AN INTERVIEW WITH CHEF RENE ORTIZ
Rene Ortiz spent years traveling the world, cultivating his skills, and learning new techniques in the kitchen. Now he comes home to take part in the the James Beard Foundation, which brings foodies face-to-face with their favorite chefs and one-of-a-kind dining opportunities. We sat down with Chef Ortiz himself to get the scoop on what goes on in his kitchen.
Rue La La: You spent some time in NYC and overseas. How has that had an impact on your cooking?
Chef Ortiz: My cooking is a fusion of everything that I’ve done, places I’ve traveled through, and the knowledge I’ve picked up from working with really, really wonderful people. My food is a different interpretation of what Mexican food is – it’s my interpretation and I think it’s a fresher approach. Some people may call it “fluffy,” and I like that word. It means quality ingredients and usually something you could get in Mexico City. It started in La Esquina, has progressed overtime, and people are actually copying what we are doing and it’s fun.
Rue La La: Would you consider yourself a trendsetter in the world of Mexican food?
Chef Ortiz: Not a trendsetter, but I am trying to set a point of difference, like you would do with French food, or like David Chang has done with his food. It started as poor man’s food, but now it’s a little nicer and better quality. It’s a different approach, a lot of technique, and hard work, which people are receptive to.
Rue La La: Tell us about your techniques.
Chef Ortiz: We cook Abuelita’s food – grandma’s food, but bring in a little more of a technical side. My background is more like a French style of cooking. Slow and low, intense flavors. I’ve always tried to throw in a punch of chili. I love chili, I love balance. There’s so much I’ve learned from so many cultures and techniques. This is my renaissance of cooking.
Rue La La: Since we’re all style lovers at Rue La La… What is your “uniform” outside the kitchen?
Chef Ortiz: I’m definitely a Vans-wearing, dark-denim, T-shirt or button-down checkered shirt kind of guy. I love bow ties and I wear extremely large glasses too.
Rue La La: What does having a green-certified restaurant really mean?
Chef Ortiz: It encompasses everything – from the different types and amounts of chemicals and the materials used to build and maintain the restaurant, to our recycling program, the providers we use, to who we buy our chicken and dairy from.
Rue La La: It sounds like it’s something that’s pretty important to you. Are your guests aware of it?
Chef Ortiz: I’m not sure the guests know. It’s important to me though, being a consumer. It’s something I fell in love with. It’s a lot of work to maintain and understand and teach our kids at the restaurant how to do this.

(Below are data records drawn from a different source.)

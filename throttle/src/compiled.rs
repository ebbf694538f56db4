// Copyright (c) 2024 Botho Foundation

//! The compiled, swappable snapshot of all TPS throttles and requirements.

use crate::{
    definitions::ThrottleDefinitions,
    error::{ThrottleError, ThrottleResult},
    functionality::Functionality,
    observer::ThrottleObserver,
    requirements::{RequirementManager, ThrottleRequirement, ThrottleUsage},
    scale::ScaleFactor,
    throttle::ResourceThrottle,
    time::Timestamp,
};
use std::collections::HashMap;

/// Every TPS throttle built from one definitions document, and the
/// requirement manager of each functionality that draws from them.
///
/// A set is built in one piece by [`CompiledThrottleSet::compile`] and
/// replaced in one piece on reconfiguration.
#[derive(Debug, Clone, Default)]
pub struct CompiledThrottleSet {
    throttles: Vec<ResourceThrottle>,
    managers: HashMap<Functionality, RequirementManager>,
    capacity_split: u32,
    generation: u64,
}

impl CompiledThrottleSet {
    /// A set with no throttles; every functionality lacks a manager.
    pub fn empty(generation: u64) -> Self {
        Self {
            generation,
            capacity_split: 1,
            ..Default::default()
        }
    }

    /// Compile `definitions`. Malformed buckets are reported to `observer`
    /// and left out; the rest still compile.
    pub fn compile(
        definitions: &ThrottleDefinitions,
        capacity_split: u32,
        generation: u64,
        observer: &dyn ThrottleObserver,
    ) -> Self {
        let mut throttles = Vec::new();
        let mut managers: HashMap<Functionality, RequirementManager> = HashMap::new();

        for def in &definitions.buckets {
            let compiled = match def.compile(capacity_split) {
                Ok(compiled) => compiled,
                Err(err) => {
                    observer.bucket_rejected(&def.name, &err);
                    continue;
                }
            };
            let index = throttles.len();
            throttles.push(compiled.throttle);
            for (function, milli_ops_per_unit) in compiled.requirements {
                managers
                    .entry(function)
                    .or_insert_with(|| RequirementManager::new(function, generation))
                    .push(ThrottleRequirement {
                        throttle: index,
                        milli_ops_per_unit,
                    });
            }
        }

        Self {
            throttles,
            managers,
            capacity_split: capacity_split.max(1),
            generation,
        }
    }

    /// All active TPS throttles, in bucket order.
    pub fn throttles(&self) -> &[ResourceThrottle] {
        &self.throttles
    }

    pub(crate) fn throttles_mut(&mut self) -> &mut [ResourceThrottle] {
        &mut self.throttles
    }

    /// The manager for `function`, if any bucket covers it.
    pub fn manager(&self, function: Functionality) -> Option<&RequirementManager> {
        self.managers.get(&function)
    }

    /// Functionalities with a manager, sorted by name.
    pub fn functionalities(&self) -> Vec<Functionality> {
        let mut functions = self.managers.keys().copied().collect::<Vec<_>>();
        functions.sort_by_key(|function| function.as_str());
        functions
    }

    /// Number of ways capacity was split at compile time.
    pub fn capacity_split(&self) -> u32 {
        self.capacity_split
    }

    /// Generation stamped on usages drawn from this set.
    pub fn generation(&self) -> u64 {
        self.generation
    }

    /// Draw for `function`. Returns `None` when no manager exists.
    pub fn all_reqs_met_at(
        &mut self,
        function: Functionality,
        now: Timestamp,
        quantity: u64,
        scale: ScaleFactor,
        usages: Option<&mut Vec<ThrottleUsage>>,
    ) -> Option<bool> {
        let manager = self.managers.get(&function)?;
        Some(manager.all_reqs_met_at(&mut self.throttles, now, quantity, scale, usages))
    }

    /// Give back what `quantity` units of `function` claimed.
    pub fn undo_claimed_reqs_for(
        &mut self,
        function: Functionality,
        quantity: u64,
    ) -> ThrottleResult<()> {
        let manager = self
            .managers
            .get(&function)
            .ok_or(ThrottleError::NoRequirements(function))?;
        manager.undo_claimed_reqs_for(&mut self.throttles, quantity);
        Ok(())
    }

    /// The throttles `function` draws from; empty without a manager.
    pub fn active_throttles_for(&self, function: Functionality) -> Vec<&ResourceThrottle> {
        self.managers
            .get(&function)
            .map(|manager| manager.managed_throttles(&self.throttles))
            .unwrap_or_default()
    }

    /// Commit provisional draws on every throttle.
    pub fn reset_last_allowed_use(&mut self) {
        self.throttles
            .iter_mut()
            .for_each(ResourceThrottle::reset_last_allowed_use);
    }

    /// Return provisional draws on every throttle.
    pub fn reclaim_last_allowed_use(&mut self) {
        self.throttles
            .iter_mut()
            .for_each(ResourceThrottle::reclaim_last_allowed_use);
    }

    /// One line per functionality with its effective rates.
    pub fn readable_requirements(&self) -> Vec<String> {
        self.functionalities()
            .into_iter()
            .filter_map(|function| {
                let manager = self.managers.get(&function)?;
                Some(format!(
                    "{}: {}",
                    function,
                    manager.as_readable_requirements(&self.throttles)
                ))
            })
            .collect()
    }
}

Rue La La: What does the James Beard Foundation represent to you?
Chef Ortiz: It’s a wonderful thing. I totally love it. It’s beautiful. It’s an amazing place that has had so many amazing chefs. We are honored and excited to be part of it. Also, we get to go back to our city after being in Austin for 15 years. It’s like the church of chefs. I get to go see the Vatican of food. It’s a great, holy place for many chefs and cooks – it’s going to be a great honor to cook for these guests. We want them to have tons of fun.
Rue La La: Any food trends you just can’t stand?

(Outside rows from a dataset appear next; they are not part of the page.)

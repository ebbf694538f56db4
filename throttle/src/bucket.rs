// Copyright (c) 2024 Botho Foundation

//! Leaky-bucket capacity accounting driven by consensus time.
//!
//! A [`CapacityBucket`] holds `capacity` units that refill continuously over
//! one burst period. Usage drains ("leaks") in proportion to the consensus
//! time elapsed since the last decision. The sub-unit remainder of each leak
//! is carried forward, so the amount leaked over an interval does not depend
//! on how many decisions happened inside it.
//!
//! # Provisional draws
//!
//! Every unit granted by [`CapacityBucket::allow`] is also recorded as
//! provisional until [`CapacityBucket::reset_last_allowed_use`] commits it.
//! [`CapacityBucket::reclaim_last_allowed_use`] hands the provisional units
//! back instead, which is how a rejected multi-bucket decision is undone.

use crate::time::Timestamp;

/// A single leaky bucket.
#[derive(Debug, Clone, PartialEq, Eq)]
pub struct CapacityBucket {
    /// Units available over one burst period
    capacity: u64,
    /// Units currently in use
    used: u64,
    /// Length of the burst period in nanoseconds
    burst_nanos: u128,
    /// Consensus time of the latest leak
    last_decision_time: Option<Timestamp>,
    /// Leak remainder in units of `1 / burst_nanos`
    leak_carry: u128,
    /// Units granted since the last reset
    last_allowed_units: u64,
}

impl CapacityBucket {
    /// Create an empty bucket. A zero-length burst period is treated as one
    /// nanosecond.
    pub fn new(capacity: u64, burst_nanos: u64) -> Self {
        Self {
            capacity,
            used: 0,
            burst_nanos: burst_nanos.max(1) as u128,
            last_decision_time: None,
            leak_carry: 0,
            last_allowed_units: 0,
        }
    }

    /// Total units available over one burst period.
    pub fn capacity(&self) -> u64 {
        self.capacity
    }

    /// Units in use as of the last decision.
    pub fn used(&self) -> u64 {
        self.used
    }

    /// Length of the burst period in nanoseconds.
    pub fn burst_nanos(&self) -> u128 {
        self.burst_nanos
    }

    /// Consensus time of the last decision, if any.
    pub fn last_decision_time(&self) -> Option<Timestamp> {
        self.last_decision_time
    }

    /// Units granted since the last reset.
    pub fn last_allowed_units(&self) -> u64 {
        self.last_allowed_units
    }

    /// Compute `(used, carry, time)` after leaking up to `now`, without
    /// touching the bucket.
    fn leaked_state(&self, now: Timestamp) -> (u64, u128, Option<Timestamp>) {
        let Some(last) = self.last_decision_time else {
            return (self.used, self.leak_carry, Some(now));
        };
        if now <= last {
            return (self.used, self.leak_carry, Some(last));
        }

        let elapsed = now.nanos_since(&last);
        if elapsed >= self.burst_nanos {
            return (0, 0, Some(now));
        }

        let total = elapsed
            .saturating_mul(self.capacity as u128)
            .saturating_add(self.leak_carry);
        let leaked = total / self.burst_nanos;
        if leaked >= self.used as u128 {
            (0, 0, Some(now))
        } else {
            (
                self.used - leaked as u64,
                total % self.burst_nanos,
                Some(now),
            )
        }
    }

    /// Leak up to `now`, then try to draw `units`.
    ///
    /// Returns true and consumes the units if they fit. A denied draw leaves
    /// the bucket exactly as it was. A bucket with zero capacity denies every
    /// draw.
    pub fn allow(&mut self, now: Timestamp, units: u64) -> bool {
        if self.capacity == 0 {
            return false;
        }
        let (used, carry, time) = self.leaked_state(now);
        match used.checked_add(units) {
            Some(next) if next <= self.capacity => {
                self.used = next;
                self.leak_carry = if next == 0 { 0 } else { carry };
                self.last_decision_time = time;
                // Units that leaked away can no longer be reclaimed
                self.last_allowed_units = self.last_allowed_units.min(used).saturating_add(units);
                true
            }
            _ => false,
        }
    }

    /// Return every unit granted since the last reset.
    ///
    /// The decision time is kept, so replaying the same draw at the same
    /// instant sees no extra leak and reaches the same verdict.
    pub fn reclaim_last_allowed_use(&mut self) {
        let units = self.last_allowed_units.min(self.used);
        self.used -= units;
        if self.used == 0 {
            self.leak_carry = 0;
        }
        self.last_allowed_units = 0;
    }

    /// Commit the units granted since the last reset. Idempotent.
    pub fn reset_last_allowed_use(&mut self) {
        self.last_allowed_units = 0;
    }

    /// Permanently free up to `units` of capacity.
    pub fn leak_capacity(&mut self, units: u64) {
        self.used = self.used.saturating_sub(units);
        if self.used == 0 {
            self.leak_carry = 0;
        }
        self.last_allowed_units = self.last_allowed_units.min(self.used);
    }

    /// Take back `units` granted earlier in the current decision.
    pub(crate) fn revoke(&mut self, units: u64) {
        let units = units.min(self.used);
        self.used -= units;
        if self.used == 0 {
            self.leak_carry = 0;
        }
        self.last_allowed_units = self.last_allowed_units.saturating_sub(units);
    }

    /// Overwrite the usage level, clamping it to capacity. Clears any
    /// provisional record.
    pub fn reset_used_to(&mut self, used: u64, last_decision_time: Option<Timestamp>) {
        self.used = used.min(self.capacity);
        self.last_decision_time = last_decision_time;
        self.leak_carry = 0;
        self.last_allowed_units = 0;
    }

    /// Units that would be free at `now`.
    pub fn capacity_free(&self, now: Timestamp) -> u64 {
        let (used, _, _) = self.leaked_state(now);
        self.capacity - used
    }

    /// Share of capacity in use at `now`, as a percentage.
    pub fn percent_used(&self, now: Timestamp) -> f64 {
        let (used, _, _) = self.leaked_state(now);
        Self::percent(used, self.capacity)
    }

    /// Share of capacity in use as of the last decision, as a percentage.
    pub fn instantaneous_percent_used(&self) -> f64 {
        Self::percent(self.used, self.capacity)
    }

    fn percent(used: u64, capacity: u64) -> f64 {
        if capacity == 0 {
            return 100.0;
        }
        100.0 * used as f64 / capacity as f64
    }
}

Chef Ortiz: I don’t get the “air food” bit. I think food should be consumed as it is whole. I don’t feel altering a food in any way is the right thing to do. If I’m going to have an artichoke, I want to know it’s an artichoke and I want to taste the artichoke. We are real people, cooking the food of very hard-working people – and we need to celebrate that.
Rue La La: Tell us about a killer meal you ate recently.
Chef Ortiz: It would have to be Michael Mina’s restaurant, Bourbon Steak in Scottsdale, Arizona. I had the shin of the kobe beef that was cooked 61 degrees in clarified butter, grilled over oak, and it was absolutely amazing. It was beautiful. I think that was one of my most memorable meals.
Rue La La: Where do you see yourself in 2015?
Chef Ortiz: I’d like to see it go many places. I’d love to teach kids how to cook, or open a school as a non-profit. I see this restaurant evolving, turning into completely different identities and creating food in other places, other genres, but always staying true to our values and creating different energies under the La Condesa name.
Rue La La: We hear you have your staff listen to Baby Einstein. That can’t be true – can it?
Chef Ortiz: I do it once in a while now for fun. My staff has been with me for a while, which is a good thing and I told them that they needed to re-learn the essence of cooking for a better earth and start from the beginning. I have two children and could listen to that music all day long (laughter) – today I had Reading Rainbow on.